Not only am I on my own but I'm dragging DH along with me, he's like a lead weight with regards to money. I don't understand how someone can be so clueless when it comes to finances. I constantly have to say No we can't have this, no we can't go there, no we can't get that. Then suddenly out of the blue he'll have a stress about money and say we need to stop spending etc.

I have spreadsheets galore (I like a good spreadsheet ;)) and I offer to show him those and explain to him where the money comes and goes but he avoids it as much as he possibly can and when I finally do get round to showing him he gets stroppy about it and stresses because he doesn't understand any of it.

Even something as simple as what bank account to use confuses him.

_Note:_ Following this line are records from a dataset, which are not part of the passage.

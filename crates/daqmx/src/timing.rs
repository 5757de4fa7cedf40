//! Sample timing façade.
//!
//! The `cfg_*` entry points set a coherent group of timing attributes in one
//! driver call. Individual attributes are reachable through the typed
//! accessors or by property name.

use tracing::debug;

use crate::attributes::{facade_properties, facade_reflection, timing as attrs, AttrGroup, AttrTarget};
use crate::constants::{AcquisitionType, Edge, Level, Polarity, SampleTimingType};
use crate::driver::TimingConfig;
use crate::error::Result;
use crate::task::Task;

/// Timing configuration of a task.
#[derive(Debug, Clone, Copy)]
pub struct Timing<'a> {
    task: &'a Task,
}

impl<'a> Timing<'a> {
    pub(crate) fn new(task: &'a Task) -> Self {
        Self { task }
    }

    fn configure(&self, config: TimingConfig) -> Result<()> {
        self.task
            .with_handle(|driver, handle| driver.configure_timing(handle, &config))?;
        debug!(task = %self.task.name(), ?config, "Timing configured");
        Ok(())
    }

    /// Time samples with a sample clock.
    ///
    /// An empty `source` selects the device's onboard clock. For finite
    /// acquisitions `samps_per_chan` is the total; for continuous ones it
    /// sizes the buffer.
    pub fn cfg_samp_clk_timing(
        &self,
        rate: f64,
        source: &str,
        active_edge: Edge,
        sample_mode: AcquisitionType,
        samps_per_chan: u64,
    ) -> Result<()> {
        self.configure(TimingConfig::SampleClock {
            rate,
            source: source.to_string(),
            active_edge,
            sample_mode,
            samps_per_chan,
        })
    }

    /// Let the measurement itself pace the samples, as with counter
    /// period measurements and pulse generation.
    pub fn cfg_implicit_timing(&self, sample_mode: AcquisitionType, samps_per_chan: u64) -> Result<()> {
        self.configure(TimingConfig::Implicit {
            sample_mode,
            samps_per_chan,
        })
    }

    /// Transfer samples under handshake control.
    pub fn cfg_handshaking_timing(&self, sample_mode: AcquisitionType, samps_per_chan: u64) -> Result<()> {
        self.configure(TimingConfig::Handshaking {
            sample_mode,
            samps_per_chan,
        })
    }

    /// Burst handshaking with an imported sample clock.
    #[allow(clippy::too_many_arguments)]
    pub fn cfg_burst_handshaking_timing_import_clock(
        &self,
        sample_mode: AcquisitionType,
        samps_per_chan: u64,
        sample_clk_rate: f64,
        sample_clk_src: &str,
        sample_clk_active_edge: Edge,
        pause_when: Level,
        ready_event_active_level: Polarity,
    ) -> Result<()> {
        self.configure(TimingConfig::BurstHandshakingImportClock {
            sample_mode,
            samps_per_chan,
            sample_clk_rate,
            sample_clk_src: sample_clk_src.to_string(),
            sample_clk_active_edge,
            pause_when,
            ready_event_active_level,
        })
    }

    /// Burst handshaking with an exported sample clock.
    #[allow(clippy::too_many_arguments)]
    pub fn cfg_burst_handshaking_timing_export_clock(
        &self,
        sample_mode: AcquisitionType,
        samps_per_chan: u64,
        sample_clk_rate: f64,
        sample_clk_outp_term: &str,
        sample_clk_pulse_polarity: Polarity,
        pause_when: Level,
        ready_event_active_level: Polarity,
    ) -> Result<()> {
        self.configure(TimingConfig::BurstHandshakingExportClock {
            sample_mode,
            samps_per_chan,
            sample_clk_rate,
            sample_clk_outp_term: sample_clk_outp_term.to_string(),
            sample_clk_pulse_polarity,
            pause_when,
            ready_event_active_level,
        })
    }

    /// Acquire a sample whenever a line changes. Either line list may be empty.
    pub fn cfg_change_detection_timing(
        &self,
        rising_edge_chan: &str,
        falling_edge_chan: &str,
        sample_mode: AcquisitionType,
        samps_per_chan: u64,
    ) -> Result<()> {
        self.configure(TimingConfig::ChangeDetection {
            rising_edge_chan: rising_edge_chan.to_string(),
            falling_edge_chan: falling_edge_chan.to_string(),
            sample_mode,
            samps_per_chan,
        })
    }

    /// Sample clock timing with pipelined acquisition.
    pub fn cfg_pipelined_samp_clk_timing(
        &self,
        rate: f64,
        source: &str,
        active_edge: Edge,
        sample_mode: AcquisitionType,
        samps_per_chan: u64,
    ) -> Result<()> {
        self.configure(TimingConfig::PipelinedSampleClock {
            rate,
            source: source.to_string(),
            active_edge,
            sample_mode,
            samps_per_chan,
        })
    }

    facade_properties! {
        AttrTarget::Timing;
        /// Finite, continuous or hardware-timed single point.
        samp_quant_samp_mode, set_samp_quant_samp_mode, reset_samp_quant_samp_mode
            => attrs::SAMP_QUANT_SAMP_MODE: AcquisitionType;
        /// Samples per channel to acquire, or the buffer size when continuous.
        samp_quant_samp_per_chan, set_samp_quant_samp_per_chan, reset_samp_quant_samp_per_chan
            => attrs::SAMP_QUANT_SAMP_PER_CHAN: u64;
        samp_timing_type, set_samp_timing_type, reset_samp_timing_type
            => attrs::SAMP_TIMING_TYPE: SampleTimingType;
        /// Sample clock rate in samples per second per channel.
        samp_clk_rate, set_samp_clk_rate, reset_samp_clk_rate => attrs::SAMP_CLK_RATE: f64;
        samp_clk_src, set_samp_clk_src, reset_samp_clk_src => attrs::SAMP_CLK_SRC: String;
        samp_clk_active_edge, set_samp_clk_active_edge, reset_samp_clk_active_edge
            => attrs::SAMP_CLK_ACTIVE_EDGE: Edge;
        /// Highest rate the device supports with the current configuration.
        samp_clk_max_rate => attrs::SAMP_CLK_MAX_RATE: f64;
        change_detect_di_rising_edge_physical_chans,
            set_change_detect_di_rising_edge_physical_chans,
            reset_change_detect_di_rising_edge_physical_chans
            => attrs::CHANGE_DETECT_DI_RISING_EDGE_PHYSICAL_CHANS: String;
        change_detect_di_falling_edge_physical_chans,
            set_change_detect_di_falling_edge_physical_chans,
            reset_change_detect_di_falling_edge_physical_chans
            => attrs::CHANGE_DETECT_DI_FALLING_EDGE_PHYSICAL_CHANS: String;
    }

    facade_reflection!(AttrTarget::Timing, AttrGroup::Timing);
}

#[cfg(test)]
mod tests {
    use std::sync::Arc;

    use super::*;
    use crate::attributes::AttributeValue;
    use crate::driver::SimulatedDriver;
    use crate::error::ErrorKind;

    fn ai_task() -> Task {
        let task = Task::new(Arc::new(SimulatedDriver::default()), "timing").unwrap();
        task.ai_channels().add_ai_voltage_chan("SimDev1/ai0").unwrap();
        task
    }

    #[test]
    fn test_samp_clk_sets_quantity() {
        let task = ai_task();
        let timing = task.timing();
        timing
            .cfg_samp_clk_timing(5000.0, "", Edge::Rising, AcquisitionType::Finite, 1000)
            .unwrap();
        assert_eq!(timing.samp_clk_rate().unwrap(), 5000.0);
        assert_eq!(timing.samp_quant_samp_mode().unwrap(), AcquisitionType::Finite);
        assert_eq!(timing.samp_quant_samp_per_chan().unwrap(), 1000);
        assert_eq!(timing.samp_timing_type().unwrap(), SampleTimingType::SampleClock);
    }

    #[test]
    fn test_set_then_reset_restores_default() {
        let task = ai_task();
        let timing = task.timing();
        let default = timing.samp_clk_rate().unwrap();
        timing.set_samp_clk_rate(2500.0).unwrap();
        assert_eq!(timing.samp_clk_rate().unwrap(), 2500.0);
        timing.reset_samp_clk_rate().unwrap();
        assert_eq!(timing.samp_clk_rate().unwrap(), default);
    }

    #[test]
    fn test_property_by_name() {
        let task = ai_task();
        let timing = task.timing();
        timing.set_property("samp_clk_rate", AttributeValue::F64(100.0)).unwrap();
        assert_eq!(timing.get_property("samp_clk_rate").unwrap(), AttributeValue::F64(100.0));

        let err = timing.set_property("samp_clk_speed", AttributeValue::F64(1.0)).unwrap_err();
        assert_eq!(err.kind(), ErrorKind::UnknownProperty);
        let err = timing.set_property("samp_clk_rate", AttributeValue::Bool(true)).unwrap_err();
        assert_eq!(err.kind(), ErrorKind::InvalidArgument);
        assert!(timing.property_names().any(|n| n == "samp_clk_src"));
    }
}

We have a current account each (due to my DRO still being on my credit file) plus I have an old account, lets call them A, B and C respectively. To try and help him understand when we do or do not have money I've started doing things differently. So I worked out how much the bills are each month, a shopping & diesel budget and what was left over was transferred into the spare account. I explained that bills, shopping, petrol & diesel comes out of accounts A & B, I would transfer £25 each week into account C which would then pay for anything else that wasn't a bill etc. So for the last month every time he's bought something he's asked me what card to use, so I've told him just A, B or C, whichever it needs to be, but every now and then reminding him that if it's not shopping or diesel then it goes on card C. Last night he had to run out to get some trainers for DS2, so of course he asked what card, I said C (as it's not food etc), he asked for my phone, I knew his was dead so didn't think anything of him taking mine. So this morning he's checked the account (I'd put the app on his phone for him so he didn't have to ask me how much money was available). He was saying that there was £26 in the account and I knew there should be less than that as he'd bought the trainers last night. So asked what card he'd used, he insisted that he'd used card C. When I showed him card C, which he keeps he said no not that one, your other one. It turns out he'd used my main card and just couldn't get why or how he'd used the wrong one. Is it so difficult to understand what comes out of what account?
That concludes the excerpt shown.